While the opening suggests a Terminator style film and returns to that on occasion, it quickly becomes an intriguing cross between RoboCop and They Live, with some very cool mecha designs for their eyeborgs, which after all are a slicker, more navigable and far more scalable version of characters like RoboCop and ED-109. On the They Live side, we have an underground, fighting Big Brother. People like guitar tech G-Man, played by Danny Trejo, belong to it and so does our initial target, a bearded behemoth called Sankur, in the form of Dale Girard. Sankur tells us plenty.

The way he sees it, President Benjamin Hewes wasn't elected, he mounted a coup through rigged electronic voting and has been keeping everyone in the dark ever since. One thing that Sankur finds out the hard way is that these robots, deployed in the name of public safety, do a lot more than that. There's a carefully worded phrase buried on page 792 of the FOA, that allows eyeborgs, in the absence of law enforcement, to stop a criminal from committing a criminal act, and that's a license to kill as long as they're careful about how they do it.

Sankur doesn't even see the DHS as bad guys, like the star of our show, Highlander's Adrian Paul as DHS agent R J 'Gunner' Reynolds. Reynolds is the agent who takes Sankur alive while he's trying to kill the President's nephew Jarett Hewes, but as Sankur sees it, he's just another agent blinded to who the real bad guys are. Over time and circumstances, people like Reynolds, Hewes and a journalist called Barbara Hawkins start to realise that things aren't quite adding up any more. They start to piece the picture together but of course it's a frickin' dangerous picture.
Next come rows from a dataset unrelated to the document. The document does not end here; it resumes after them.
//! Application configuration.
//!
//! Read from an optional TOML file layered with `TIMETABLE_*` environment
//! variables (`__` separates nested keys, e.g.
//! `TIMETABLE_INGEST__HEADER_ROW=1`). Every field has a default, so running
//! without a file works.

use std::path::{Path, PathBuf};

use anyhow::Context as _;
use serde::Deserialize;
use timetable_core::reference::AreaPolicy;
use timetable_ingest::IngestConfig;

#[derive(Debug, Clone, PartialEq, Eq, Deserialize)]
#[serde(default)]
pub struct AppConfig {
  /// SQLite file holding the canonical store. A leading `~/` is expanded.
  pub store_path: PathBuf,
  pub ingest:     IngestConfig,
  pub areas:      AreaPolicy,
}

impl Default for AppConfig {
  fn default() -> Self {
    Self {
      store_path: PathBuf::from("timetable.db"),
      ingest:     IngestConfig::default(),
      areas:      AreaPolicy::default(),
    }
  }
}

impl AppConfig {
  pub fn load(path: &Path) -> anyhow::Result<Self> {
    let settings = config::Config::builder()
      .add_source(config::File::from(path).required(false))
      .add_source(config::Environment::with_prefix("TIMETABLE").separator("__"))
      .build()
      .context("failed to read config file")?;
    settings
      .try_deserialize()
      .context("failed to deserialise AppConfig")
  }
}

/// Expand a leading `~` to the user's home directory.
pub fn expand_tilde(path: &Path) -> PathBuf {
  let s = path.to_string_lossy();
  if let Some(rest) = s.strip_prefix("~/")
    && let Ok(home) = std::env::var("HOME")
  {
    return PathBuf::from(home).join(rest);
  }
  path.to_path_buf()
}
//! Error type for `timetable-store-sqlite`.

use thiserror::Error;

#[derive(Debug, Error)]
pub enum Error {
  #[error("core error: {0}")]
  Core(#[from] timetable_core::Error),

  #[error("database error: {0}")]
  Database(#[from] tokio_rusqlite::Error),
}

pub type Result<T, E = Error> = std::result::Result<T, E>;
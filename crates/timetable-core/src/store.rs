//! The `ScheduleStore` trait: the canonical record collections.
//!
//! The trait is implemented by storage backends (e.g.
//! `timetable-store-sqlite`). The pipeline in [`crate::service`] depends on
//! this abstraction, not on any concrete backend.

use std::future::Future;

use crate::{
  offering::Offering,
  reference::{AddressBook, AreaMapping},
};

/// Offerings as read from the store, with the columns the store actually
/// has. Values of absent columns are filled with their documented defaults.
#[derive(Debug, Clone, Default, PartialEq, Eq)]
pub struct StoredOfferings {
  pub rows:    Vec<Offering>,
  pub columns: Vec<String>,
}

/// Abstraction over the canonical store.
///
/// Writes are wholesale: a `replace_*` call clears the collection and
/// rewrites it. There is no partial update and no coordination between
/// concurrent writers; the last write wins.
pub trait ScheduleStore: Send + Sync {
  type Error: std::error::Error + Send + Sync + 'static;

  /// Every stored offering, in storage order, without deduplication.
  fn load_offerings(
    &self,
  ) -> impl Future<Output = Result<StoredOfferings, Self::Error>> + Send + '_;

  /// Clear the offerings collection and write `rows`. Returns the row count.
  fn replace_offerings(
    &self,
    rows: Vec<Offering>,
  ) -> impl Future<Output = Result<usize, Self::Error>> + Send + '_;

  /// The address book; `None` if the collection or one of its required
  /// columns is missing.
  fn load_address_book(
    &self,
  ) -> impl Future<Output = Result<Option<AddressBook>, Self::Error>> + Send + '_;

  /// Clear the address collection and write `book`. Returns the row count.
  fn replace_address_book(
    &self,
    book: AddressBook,
  ) -> impl Future<Output = Result<usize, Self::Error>> + Send + '_;

  /// The subject → area table; `None` if the collection or one of its
  /// required columns is missing. Read-only from the pipeline's side.
  fn load_area_mapping(
    &self,
  ) -> impl Future<Output = Result<Option<AreaMapping>, Self::Error>> + Send + '_;
}
//! Cell-text normalisation.
//!
//! Spreadsheet round-trips leave behind escaped newlines (`\n`, `\\n`, ...)
//! and NaN markers. Everything that is compared, keyed, or rendered goes
//! through [`normalize`] first.

use std::sync::LazyLock;

use regex::Regex;

static ESCAPED_NEWLINE: LazyLock<Regex> =
  LazyLock::new(|| Regex::new(r"\\+n").expect("static regex"));

/// Canonicalise one cell's text.
///
/// - any run of backslashes followed by `n` becomes a single `'\n'`;
/// - leading/trailing whitespace is trimmed;
/// - `NaN`/`nan` (any case) and whitespace-only input become `""`.
pub fn normalize(raw: &str) -> String {
  let unescaped = ESCAPED_NEWLINE.replace_all(raw, "\n");
  let trimmed = unescaped.trim();
  if trimmed.eq_ignore_ascii_case("nan") {
    return String::new();
  }
  trimmed.to_owned()
}

/// [`normalize`] for a value that may be absent.
pub fn normalize_opt(raw: Option<&str>) -> String {
  raw.map(normalize).unwrap_or_default()
}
I liked this film, though it does try a little hard to give us They Live without aliens, and loses out in most ways in the comparison. OK, there's no delightfully cheesy wrestling match in an alleyway, but a lot of John Carpenter's genius is missed too and it just doesn't engage in the same human way. It's a well constructed nest of conspiracy theories and realistic extrapolations, though there are quite a few conveniences that can't be ignored. It's not difficult to see through the core secret of the film either, but it's better than most and however far down the paranoid scale any of us really is, the prompting of a few healthy questions can never hurt. It could also work as the pilot for an intriguing TV show.